At the end of the day I'm looking for the most efficient structure that can be realized for such a large amount of data. If it's a damned if you do, damned if you don't kind of scenario, should I incorporate all of my descriptors into a single table, or should I break them up into some reasonable number of tables?

So, to reiterate, here are my fears:

Creating a table with too many columns (hundreds of properties or more).
Creating a table with too many rows (generalized property table)
Creating too many tables (creating a table for each property, or a creating table that holds several properties in an arbitrary collection)

I was involved in a similar discussion at a sister site.

http://www.xtremevbtalk.com/showthread.php?t=217019


Now, personally, I would think that you would want to set up a table of derived properties, which would have a many-to-many relationship with the chemical_structure table.

The many-to-many relationship is created in a relational database by using an intersection table. The intersection table would hold the foreign key to the chemical structure, the foreign key to the derived_properties table, as well as the specific quantity associated with this particular structure/properties link.

For instance, lets address good old Water.

The chemical structure entry might be
(note - there would child tables holding the actual chemical structure - ref the link above)

The derived_properties entries could include
The intersection table, (call it derived_chemical_properties) could have

Note that the primary key of the intersection table is a compound key, consisting of BOTH of the foreign keys. This means that you can have as many references to water as needed, you can have as many references to derived properties as needed, but the combination of chemical and property are unique. As it should be. Note that the description shown to the right of the quantity field in the intersection table is there for our explanation only. In the real system, this description can be retrieved from the chemical table's description and the derived quantity tables' description fields as a part of any join when you're retrieving data, if needed

The beauty of a many-to-many relationship is that a single entry in the derived properties table ("Hydrogen Quantity", for instance) can be referenced an infinite number of times by an infinite number of chemicals, but it can only be referenced once by any given chemical.
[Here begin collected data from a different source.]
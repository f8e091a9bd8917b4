//! Row types written to and kept by the store.

use chrono::{DateTime, Utc};

use unhinged_core::{AbsentFieldPolicy, ClientMeta, Submission, TipoCarta};

use crate::SubmissionId;

/// Column values for one `form` row, ready to insert.
#[derive(Debug, Clone, PartialEq, Eq)]
pub struct SubmissionRecord {
    pub tipo_carta: TipoCarta,
    pub carta_negra: Option<String>,
    pub carta_blanca: Option<String>,
    pub contexto: Option<String>,
    pub ip_address: String,
    pub user_agent: String,
    pub submitted_at: DateTime<Utc>,
    pub created_at: DateTime<Utc>,
}

impl SubmissionRecord {
    /// Build the row for a validated submission, stamped at `now`.
    ///
    /// `submitted_at` and `created_at` are both set to `now`. Optional card
    /// fields are written according to `policy`.
    pub fn new(
        submission: &Submission,
        client: &ClientMeta,
        policy: AbsentFieldPolicy,
        now: DateTime<Utc>,
    ) -> Self {
        Self {
            tipo_carta: submission.tipo_carta,
            carta_negra: policy.column_value(submission.carta_negra.as_deref()),
            carta_blanca: policy.column_value(submission.carta_blanca.as_deref()),
            contexto: policy.column_value(submission.contexto.as_deref()),
            ip_address: client.ip_address.clone(),
            user_agent: client.user_agent.clone(),
            submitted_at: now,
            created_at: now,
        }
    }
}

/// A record together with the identifier the store assigned to it.
#[derive(Debug, Clone, PartialEq, Eq)]
pub struct StoredSubmission {
    pub id: SubmissionId,
    pub record: SubmissionRecord,
}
Note that you will want to keep the information to a minimum in the intersection table, as the number of rows in this table WILL be large - one for each distinct chemical-derivedproperty combination. But, you can keep the database structure clean, and the size to a minimum, as there will only be one distinct entry for each chemical in the chemical structure table, and one entry for each distinct derived property in the derived property table.

Thank you for the reply.

The only thing that concerns me is the sheer number of rows that the intersection table would grow to, given that there are hundreds of properties for each chemical structure. For example, if there are 250,000 compounds in my database, and 500 properties for each compound, my intersection table is already 125 million rows long. I suppose though, that I'm better off with millions of rows than hundreds of tables or hundreds of columns within a single table.

Anyway, thanks again to everybody who has replied.

That's fine. Relational databases and SQL work well with "vertical" data. They don't work so well when the data is spread "horizontally". A table with a small number of rows that has one or more appropriate indexes will retrieve data quickly.

also note that with this approach, you ONLY have the data (and thus the storage requirements) actually assigned for chemical-property matches. And, since the properties are stored separately, one record per potential property, the storage requirements will be minimized. Assuming a long integer chemical and property key, and a double precision quantity, you're looking at the order of 16 bytes of data per chemical-ppoperty assignment. 125 million records would thus require on the order of two gigabytes disk storage. (plus the 250K records for chemical records, and the several thousand distinct property records.